## [What the task asks]
Pull each line holding "push" out of the entries below.
-------- Provided entries
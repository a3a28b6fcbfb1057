//! Package installation task.

use std::any::TypeId;

use anyhow::Result;

use super::{process_resource_states, Context, ProcessOpts, Task, TaskResult};
use crate::config::packages::PackageManager;
use crate::resources::package::{installed_packages, PackageResource};
use crate::resources::ResourceState;

/// Install every declared package that is not yet present.
///
/// One bulk "list installed" query per manager classifies the whole batch;
/// already-present packages are never touched or reinstalled.
pub struct InstallPackages;

const MANAGERS: [PackageManager; 3] = [
    PackageManager::Pacman,
    PackageManager::Aur,
    PackageManager::Winget,
];

/// Whether this host can drive the given manager at all.
fn manager_available(ctx: &Context, manager: PackageManager) -> bool {
    match manager {
        PackageManager::Pacman | PackageManager::Aur => {
            ctx.platform.is_arch && ctx.executor.which("pacman")
        }
        PackageManager::Winget => {
            ctx.platform.os == crate::platform::Os::Windows && ctx.executor.which("winget")
        }
    }
}

impl Task for InstallPackages {
    fn name(&self) -> &'static str {
        "Install packages"
    }

    fn dependencies(&self) -> Vec<TypeId> {
        vec![TypeId::of::<super::reload::ReloadConfig>()]
    }

    fn should_run(&self, ctx: &Context) -> bool {
        !ctx.config_read().packages.is_empty()
    }

    fn run(&self, ctx: &Context) -> Result<TaskResult> {
        let packages = ctx.config_read().packages.clone();
        let executor = ctx.executor.as_ref();

        let mut pairs: Vec<(PackageResource, ResourceState)> = Vec::new();
        for manager in MANAGERS {
            let group: Vec<_> = packages.iter().filter(|p| p.manager == manager).collect();
            if group.is_empty() {
                continue;
            }
            if !manager_available(ctx, manager) {
                ctx.log.debug(&format!(
                    "{} {manager} packages not installable on this host",
                    group.len()
                ));
                continue;
            }

            match installed_packages(manager, executor) {
                Ok(installed) => {
                    ctx.log.debug(&format!(
                        "{manager}: {} installed, {} declared",
                        installed.len(),
                        group.len()
                    ));
                    for package in group {
                        let resource =
                            PackageResource::new(package.name.clone(), package.manager, executor);
                        let state = resource.state_from_installed(&installed);
                        pairs.push((resource, state));
                    }
                }
                // One broken listing poisons this manager's whole group:
                // every package is reported invalid, none installed.
                Err(e) => {
                    let reason = format!("cannot query {manager}: {e:#}");
                    ctx.log.warn(&reason);
                    for package in group {
                        let resource =
                            PackageResource::new(package.name.clone(), package.manager, executor);
                        pairs.push((
                            resource,
                            ResourceState::Invalid {
                                reason: reason.clone(),
                            },
                        ));
                    }
                }
            }
        }

        if pairs.is_empty() {
            return Ok(TaskResult::Skipped(
                "no package manager available".to_string(),
            ));
        }

        process_resource_states(ctx, pairs, &ProcessOpts::install_missing("install"))
    }
}
//! File permission resource (Unix only).

use std::path::PathBuf;

use anyhow::{Context as _, Result};

use super::{Applicable, Resource, ResourceChange, ResourceState};

/// A path under `$HOME` that should carry a specific octal mode.
#[derive(Debug, Clone)]
pub struct ModeResource {
    pub target: PathBuf,
    /// Octal mode string, e.g. `"600"`.
    pub mode: String,
}

impl ModeResource {
    #[must_use]
    pub const fn new(target: PathBuf, mode: String) -> Self {
        Self { target, mode }
    }

    fn desired_bits(&self) -> Result<u32> {
        u32::from_str_radix(&self.mode, 8)
            .with_context(|| format!("invalid octal mode: {}", self.mode))
    }
}

impl Applicable for ModeResource {
    fn description(&self) -> String {
        format!("{} {}", self.mode, self.target.display())
    }

    fn apply(&self) -> Result<ResourceChange> {
        #[cfg(unix)]
        {
            use std::os::unix::fs::PermissionsExt as _;
            let mode = self.desired_bits()?;
            std::fs::set_permissions(&self.target, std::fs::Permissions::from_mode(mode))
                .with_context(|| format!("set permissions: {}", self.target.display()))?;
            Ok(ResourceChange::Applied)
        }

        #[cfg(not(unix))]
        {
            Ok(ResourceChange::Skipped {
                reason: "file modes not supported on this platform".to_string(),
            })
        }
    }
}

impl Resource for ModeResource {
    fn current_state(&self) -> Result<ResourceState> {
        if !self.target.exists() {
            return Ok(ResourceState::Invalid {
                reason: format!("target does not exist: {}", self.target.display()),
            });
        }

        let desired = self.desired_bits()?;

        #[cfg(unix)]
        {
            use std::os::unix::fs::PermissionsExt as _;
            let observed = std::fs::metadata(&self.target)
                .with_context(|| format!("stat: {}", self.target.display()))?
                .permissions()
                .mode()
                & 0o7777;
            if observed == desired {
                Ok(ResourceState::Correct)
            } else {
                Ok(ResourceState::Incorrect {
                    observed: format!("{observed:o}"),
                })
            }
        }

        #[cfg(not(unix))]
        {
            let _ = desired;
            Ok(ResourceState::Invalid {
                reason: "file modes not supported on this platform".to_string(),
            })
        }
    }
}

#[cfg(all(test, unix))]
#[allow(clippy::expect_used, clippy::unwrap_used)]
mod tests {
    use super::*;
    use std::os::unix::fs::PermissionsExt as _;

    fn file_with_mode(mode: u32) -> (tempfile::TempDir, PathBuf) {
        let dir = tempfile::tempdir().expect("tempdir");
        let path = dir.path().join("secret");
        std::fs::write(&path, "key material").unwrap();
        std::fs::set_permissions(&path, std::fs::Permissions::from_mode(mode)).unwrap();
        (dir, path)
    }

    #[test]
    fn matching_mode_is_correct() {
        let (_dir, path) = file_with_mode(0o600);
        let res = ModeResource::new(path, "600".to_string());
        assert_eq!(res.current_state().unwrap(), ResourceState::Correct);
    }

    #[test]
    fn differing_mode_reports_observed_octal() {
        let (_dir, path) = file_with_mode(0o644);
        let res = ModeResource::new(path, "600".to_string());
        assert_eq!(
            res.current_state().unwrap(),
            ResourceState::Incorrect {
                observed: "644".to_string()
            }
        );
    }

    #[test]
    fn apply_sets_the_mode() {
        let (_dir, path) = file_with_mode(0o644);
        let res = ModeResource::new(path.clone(), "600".to_string());
        assert_eq!(res.apply().unwrap(), ResourceChange::Applied);
        let observed = std::fs::metadata(&path).unwrap().permissions().mode() & 0o7777;
        assert_eq!(observed, 0o600);
    }

    #[test]
    fn missing_target_is_invalid() {
        let dir = tempfile::tempdir().unwrap();
        let res = ModeResource::new(dir.path().join("gone"), "600".to_string());
        assert!(matches!(
            res.current_state().unwrap(),
            ResourceState::Invalid { .. }
        ));
    }

    #[test]
    fn garbage_mode_string_errors() {
        let (_dir, path) = file_with_mode(0o644);
        let res = ModeResource::new(path, "rw-r--r--".to_string());
        assert!(res.current_state().is_err());
    }
}
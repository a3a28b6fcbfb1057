//! Pull the configuration repository before anything consumes it.

use anyhow::Result;

use super::{Context, RefreshSignal, Task, TaskResult};

/// Fast-forward the repository from its upstream.
///
/// Fires the [`RefreshSignal`] only when the pull actually fetched new
/// commits, so [`super::reload::ReloadConfig`] can tell a no-op pull from a
/// real update.
pub struct SyncRepository {
    signal: RefreshSignal,
}

impl SyncRepository {
    #[must_use]
    pub const fn new(signal: RefreshSignal) -> Self {
        Self { signal }
    }
}

impl Task for SyncRepository {
    fn name(&self) -> &'static str {
        "Sync repository"
    }

    fn should_run(&self, ctx: &Context) -> bool {
        ctx.root().join(".git").exists()
    }

    fn run(&self, ctx: &Context) -> Result<TaskResult> {
        let root = ctx.root();

        if ctx.dry_run {
            // Compare HEAD with the upstream tracking branch without pulling.
            let head = ctx.executor.run_in(&root, "git", &["rev-parse", "HEAD"]);
            let upstream = ctx.executor.run_in(&root, "git", &["rev-parse", "@{u}"]);
            if let (Ok(head), Ok(upstream)) = (head, upstream) {
                if head.stdout.trim() == upstream.stdout.trim() {
                    ctx.log.info("already up to date");
                    return Ok(TaskResult::Ok);
                }
            }
            ctx.log.dry_run("git pull --ff-only");
            return Ok(TaskResult::DryRun);
        }

        ctx.log.debug(&format!("pulling in {}", root.display()));
        match ctx.executor.run_in(&root, "git", &["pull", "--ff-only"]) {
            Ok(result) => {
                let output = result.stdout.trim();
                ctx.log.debug(&format!("git pull: {output}"));
                if output.contains("Already up to date") {
                    ctx.log.info("already up to date");
                } else {
                    self.signal.mark_refreshed();
                    ctx.log.info("repository updated");
                }
                Ok(TaskResult::Ok)
            }
            Err(e) => {
                // An unreachable remote must not block local reconciliation.
                ctx.log.warn(&format!("git pull failed: {e:#}"));
                Ok(TaskResult::Skipped("git pull failed".to_string()))
            }
        }
    }
}
//! Tracing subscriber wiring: console formatter plus persistent file layer.

use std::fs;
use std::io::Write as _;
use std::sync::Mutex;

use super::utils::{log_file_path, strip_ansi, utc_now_datetime, utc_now_time};

/// Pulls the `message` field out of a tracing event.
#[derive(Default)]
struct MessageExtractor {
    message: String,
}

impl tracing::field::Visit for MessageExtractor {
    fn record_debug(&mut self, field: &tracing::field::Field, value: &dyn std::fmt::Debug) {
        if field.name() == "message" {
            self.message = format!("{value:?}");
        }
    }

    fn record_str(&mut self, field: &tracing::field::Field, value: &str) {
        if field.name() == "message" {
            self.message = value.to_string();
        }
    }
}

/// Layer appending every event to `$XDG_CACHE_HOME/converge/<command>.log`
/// with wall-clock timestamps and ANSI codes stripped.
///
/// Captures down to `DEBUG` regardless of console verbosity.
#[derive(Debug)]
pub(super) struct FileLayer {
    file: Mutex<fs::File>,
}

impl FileLayer {
    /// Truncate the command's log file, write a run header, and return a
    /// layer appending to it. `None` when the cache dir is unavailable.
    pub(super) fn new(command: &str) -> Option<Self> {
        let path = log_file_path(command)?;
        let header = format!(
            "=== converge {} {} ===\n",
            env!("CARGO_PKG_VERSION"),
            utc_now_datetime(),
        );
        fs::write(&path, header).ok()?;
        let file = fs::OpenOptions::new().append(true).open(&path).ok()?;
        Some(Self {
            file: Mutex::new(file),
        })
    }
}

impl<S: tracing::Subscriber> tracing_subscriber::Layer<S> for FileLayer {
    fn on_event(
        &self,
        event: &tracing::Event<'_>,
        _ctx: tracing_subscriber::layer::Context<'_, S>,
    ) {
        let metadata = event.metadata();
        let level = *metadata.level();
        let target = metadata.target();

        let mut extractor = MessageExtractor::default();
        event.record(&mut extractor);
        let msg = strip_ansi(&extractor.message);
        let ts = utc_now_time();

        let line = match (level, target) {
            (tracing::Level::INFO, "converge::stage") => format!("[{ts}] ==> {msg}"),
            (tracing::Level::INFO, "converge::dry_run") => format!("[{ts}]     [dry run] {msg}"),
            (tracing::Level::ERROR, _) => format!("[{ts}]     [error] {msg}"),
            (tracing::Level::WARN, _) => format!("[{ts}]     [warn] {msg}"),
            (tracing::Level::DEBUG, _) => format!("[{ts}]     [debug] {msg}"),
            _ => format!("[{ts}]     {msg}"),
        };

        if let Ok(mut f) = self.file.lock() {
            writeln!(f, "{line}").ok();
        }
    }
}

/// Console event format matching the engine's output style.
struct ConsoleFormat;

impl<S, N> tracing_subscriber::fmt::FormatEvent<S, N> for ConsoleFormat
where
    S: tracing::Subscriber + for<'a> tracing_subscriber::registry::LookupSpan<'a>,
    N: for<'a> tracing_subscriber::fmt::FormatFields<'a> + 'static,
{
    fn format_event(
        &self,
        _ctx: &tracing_subscriber::fmt::FmtContext<'_, S, N>,
        mut writer: tracing_subscriber::fmt::format::Writer<'_>,
        event: &tracing::Event<'_>,
    ) -> std::fmt::Result {
        let metadata = event.metadata();
        let level = *metadata.level();
        let target = metadata.target();

        let mut extractor = MessageExtractor::default();
        event.record(&mut extractor);
        let msg = &extractor.message;

        match level {
            tracing::Level::ERROR => writeln!(writer, "\x1b[31mERROR\x1b[0m {msg}"),
            tracing::Level::WARN => writeln!(writer, "\x1b[33mWARN\x1b[0m  {msg}"),
            tracing::Level::INFO if target == "converge::stage" => {
                writeln!(writer, "\x1b[1;34m==>\x1b[0m \x1b[1m{msg}\x1b[0m")
            }
            tracing::Level::INFO if target == "converge::dry_run" => {
                writeln!(writer, "  \x1b[33m[DRY RUN]\x1b[0m {msg}")
            }
            tracing::Level::INFO => writeln!(writer, "  {msg}"),
            _ => writeln!(writer, "  \x1b[2m{msg}\x1b[0m"),
        }
    }
}

/// Console filter: `RUST_LOG` when set, otherwise a verbosity-derived
/// default.
fn console_filter(verbose: bool) -> tracing_subscriber::EnvFilter {
    use tracing_subscriber::EnvFilter;

    let fallback = if verbose { "debug" } else { "info" };
    EnvFilter::try_from_default_env().unwrap_or_else(|_| EnvFilter::new(fallback))
}

/// Install the global subscriber: styled console output plus the persistent
/// file layer. Call once at startup before any logging happens.
pub fn init_subscriber(verbose: bool, command: &str) {
    use tracing_subscriber::fmt::writer::MakeWriterExt as _;
    use tracing_subscriber::{
        filter::LevelFilter, fmt, layer::SubscriberExt as _, util::SubscriberInitExt as _,
        Layer as _,
    };

    let make_writer = std::io::stderr
        .with_max_level(tracing::Level::WARN)
        .and(std::io::stdout.with_min_level(tracing::Level::INFO));

    let console_layer = fmt::layer()
        .event_format(ConsoleFormat)
        .with_writer(make_writer)
        .with_filter(console_filter(verbose));

    let file_layer = FileLayer::new(command).map(|l| l.with_filter(LevelFilter::DEBUG));

    tracing_subscriber::registry()
        .with(console_layer)
        .with(file_layer)
        .init();
}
----------------
## [Reply]
                        pairs.push((resource, state));
                        pairs.push((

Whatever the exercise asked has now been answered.